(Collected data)
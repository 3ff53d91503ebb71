//! Plan caching for batch fetches.
//!
//! Reduction is a pure function of the requester paths, the direction and
//! the separator, so cached plans never go stale when the tree changes.
//! Thread-safe using `Mutex` for LRU operations.

use std::num::NonZeroUsize;
use std::sync::atomic::{AtomicUsize, Ordering};
use std::sync::Mutex;

use lru::LruCache;
use matpath::TreePath;

use crate::config::PlanCacheConfig;
use crate::planner::{BatchDirection, BatchPlan};

/// Cache key: direction, separator and the distinct sorted requester paths.
#[derive(Debug, Clone, PartialEq, Eq, Hash)]
pub struct PlanKey {
    direction: BatchDirection,
    separator: char,
    paths: Vec<TreePath>,
}

impl PlanKey {
    /// Builds the normalized key for a batch.
    ///
    /// Order and duplicates in `paths` do not affect the key.
    pub fn new(direction: BatchDirection, paths: &[TreePath], separator: char) -> Self {
        let mut paths = paths.to_vec();
        paths.sort_unstable();
        paths.dedup();
        Self {
            direction,
            separator,
            paths,
        }
    }
}

/// Thread-safe LRU cache of reduced batch plans.
pub struct PlanCache {
    inner: Mutex<LruCache<PlanKey, BatchPlan>>,
    hits: AtomicUsize,
    misses: AtomicUsize,
}

impl PlanCache {
    /// Creates a plan cache with the given configuration.
    pub fn new(config: PlanCacheConfig) -> Self {
        let capacity = NonZeroUsize::new(config.max_entries.max(1)).unwrap_or(NonZeroUsize::MIN);
        Self {
            inner: Mutex::new(LruCache::new(capacity)),
            hits: AtomicUsize::new(0),
            misses: AtomicUsize::new(0),
        }
    }

    /// Gets a cached plan, promoting it to most-recently-used.
    pub fn get(&self, key: &PlanKey) -> Option<BatchPlan> {
        let mut cache = self.inner.lock().ok()?;
        match cache.get(key) {
            Some(plan) => {
                self.hits.fetch_add(1, Ordering::Relaxed);
                Some(plan.clone())
            }
            None => {
                self.misses.fetch_add(1, Ordering::Relaxed);
                None
            }
        }
    }

    /// Stores a plan, evicting the least recently used one when full.
    pub fn set(&self, key: PlanKey, plan: BatchPlan) {
        if let Ok(mut cache) = self.inner.lock() {
            cache.put(key, plan);
        }
    }

    /// Returns the cached plan for `key`, building and storing it on a miss.
    ///
    /// The flag is true on a cache hit.
    pub fn get_or_build(
        &self,
        key: PlanKey,
        build: impl FnOnce() -> BatchPlan,
    ) -> (BatchPlan, bool) {
        if let Some(plan) = self.get(&key) {
            return (plan, true);
        }
        let plan = build();
        self.set(key, plan.clone());
        (plan, false)
    }

    /// Returns the number of cached plans.
    pub fn len(&self) -> usize {
        match self.inner.lock() {
            Ok(cache) => cache.len(),
            _ => 0,
        }
    }

    /// Returns true if the cache is empty.
    pub fn is_empty(&self) -> bool {
        self.len() == 0
    }

    /// Clears all cached plans.
    pub fn clear(&self) {
        if let Ok(mut cache) = self.inner.lock() {
            cache.clear();
        }
    }

    /// Returns hit/miss counters.
    pub fn stats(&self) -> PlanCacheStats {
        PlanCacheStats {
            entries: self.len(),
            hits: self.hits.load(Ordering::Relaxed),
            misses: self.misses.load(Ordering::Relaxed),
        }
    }
}

impl std::fmt::Debug for PlanCache {
    fn fmt(&self, f: &mut std::fmt::Formatter<'_>) -> std::fmt::Result {
        let stats = self.stats();
        f.debug_struct("PlanCache")
            .field("entries", &stats.entries)
            .field("hits", &stats.hits)
            .field("misses", &stats.misses)
            .finish()
    }
}

/// Statistics about the plan cache.
#[derive(Debug, Clone, Default, PartialEq, Eq)]
pub struct PlanCacheStats {
    /// Number of cached plans.
    pub entries: usize,
    /// Lookups answered from the cache.
    pub hits: usize,
    /// Lookups that had to build a plan.
    pub misses: usize,
}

▶ [Activity]: In full and without error, retype the entries above.

▶ [Solution below]:
repository 3ff53d91503ebb71
//! Plan caching for batch fetches.
//!
//! Reduction is a pure function of the requester paths, the direction and
//! the separator, so cached plans never go stale when the tree changes.
//! Thread-safe using `Mutex` for LRU operations.

use std::num::NonZeroUsize;
use std::sync::atomic::{AtomicUsize, Ordering};
use std::sync::Mutex;

use lru::LruCache;
use matpath::TreePath;

use crate::config::PlanCacheConfig;
use crate::planner::{BatchDirection, BatchPlan};

/// Cache key: direction, separator and the distinct sorted requester paths.
#[derive(Debug, Clone, PartialEq, Eq, Hash)]
pub struct PlanKey {
    direction: BatchDirection,
    separator: char,
    paths: Vec<TreePath>,
}

impl PlanKey {
    /// Builds the normalized key for a batch.
    ///
    /// Order and duplicates in `paths` do not affect the key.
    pub fn new(direction: BatchDirection, paths: &[TreePath], separator: char) -> Self {
        let mut paths = paths.to_vec();
        paths.sort_unstable();
        paths.dedup();
        Self {
            direction,
            separator,
            paths,
        }
    }
}

/// Thread-safe LRU cache of reduced batch plans.
pub struct PlanCache {
    inner: Mutex<LruCache<PlanKey, BatchPlan>>,
    hits: AtomicUsize,
    misses: AtomicUsize,
}

impl PlanCache {
    /// Creates a plan cache with the given configuration.
    pub fn new(config: PlanCacheConfig) -> Self {
        let capacity = NonZeroUsize::new(config.max_entries.max(1)).unwrap_or(NonZeroUsize::MIN);
        Self {
            inner: Mutex::new(LruCache::new(capacity)),
            hits: AtomicUsize::new(0),
            misses: AtomicUsize::new(0),
        }
    }

    /// Gets a cached plan, promoting it to most-recently-used.
    pub fn get(&self, key: &PlanKey) -> Option<BatchPlan> {
        let mut cache = self.inner.lock().ok()?;
        match cache.get(key) {
            Some(plan) => {
                self.hits.fetch_add(1, Ordering::Relaxed);
                Some(plan.clone())
            }
            None => {
                self.misses.fetch_add(1, Ordering::Relaxed);
                None
            }
        }
    }

    /// Stores a plan, evicting the least recently used one when full.
    pub fn set(&self, key: PlanKey, plan: BatchPlan) {
        if let Ok(mut cache) = self.inner.lock() {
            cache.put(key, plan);
        }
    }

    /// Returns the cached plan for `key`, building and storing it on a miss.
    ///
    /// The flag is true on a cache hit.
    pub fn get_or_build(
        &self,
        key: PlanKey,
        build: impl FnOnce() -> BatchPlan,
    ) -> (BatchPlan, bool) {
        if let Some(plan) = self.get(&key) {
            return (plan, true);
        }
        let plan = build();
        self.set(key, plan.clone());
        (plan, false)
    }

    /// Returns the number of cached plans.
    pub fn len(&self) -> usize {
        match self.inner.lock() {
            Ok(cache) => cache.len(),
            _ => 0,
        }
    }

    /// Returns true if the cache is empty.
    pub fn is_empty(&self) -> bool {
        self.len() == 0
    }

    /// Clears all cached plans.
    pub fn clear(&self) {
        if let Ok(mut cache) = self.inner.lock() {
            cache.clear();
        }
    }

    /// Returns hit/miss counters.
    pub fn stats(&self) -> PlanCacheStats {
        PlanCacheStats {
            entries: self.len(),
            hits: self.hits.load(Ordering::Relaxed),
            misses: self.misses.load(Ordering::Relaxed),
        }
    }
}

impl std::fmt::Debug for PlanCache {
    fn fmt(&self, f: &mut std::fmt::Formatter<'_>) -> std::fmt::Result {
        let stats = self.stats();
        f.debug_struct("PlanCache")
            .field("entries", &stats.entries)
            .field("hits", &stats.hits)
            .field("misses", &stats.misses)
            .finish()
    }
}

/// Statistics about the plan cache.
#[derive(Debug, Clone, Default, PartialEq, Eq)]
pub struct PlanCacheStats {
    /// Number of cached plans.
    pub entries: usize,
    /// Lookups answered from the cache.
    pub hits: usize,
    /// Lookups that had to build a plan.
    pub misses: usize,
}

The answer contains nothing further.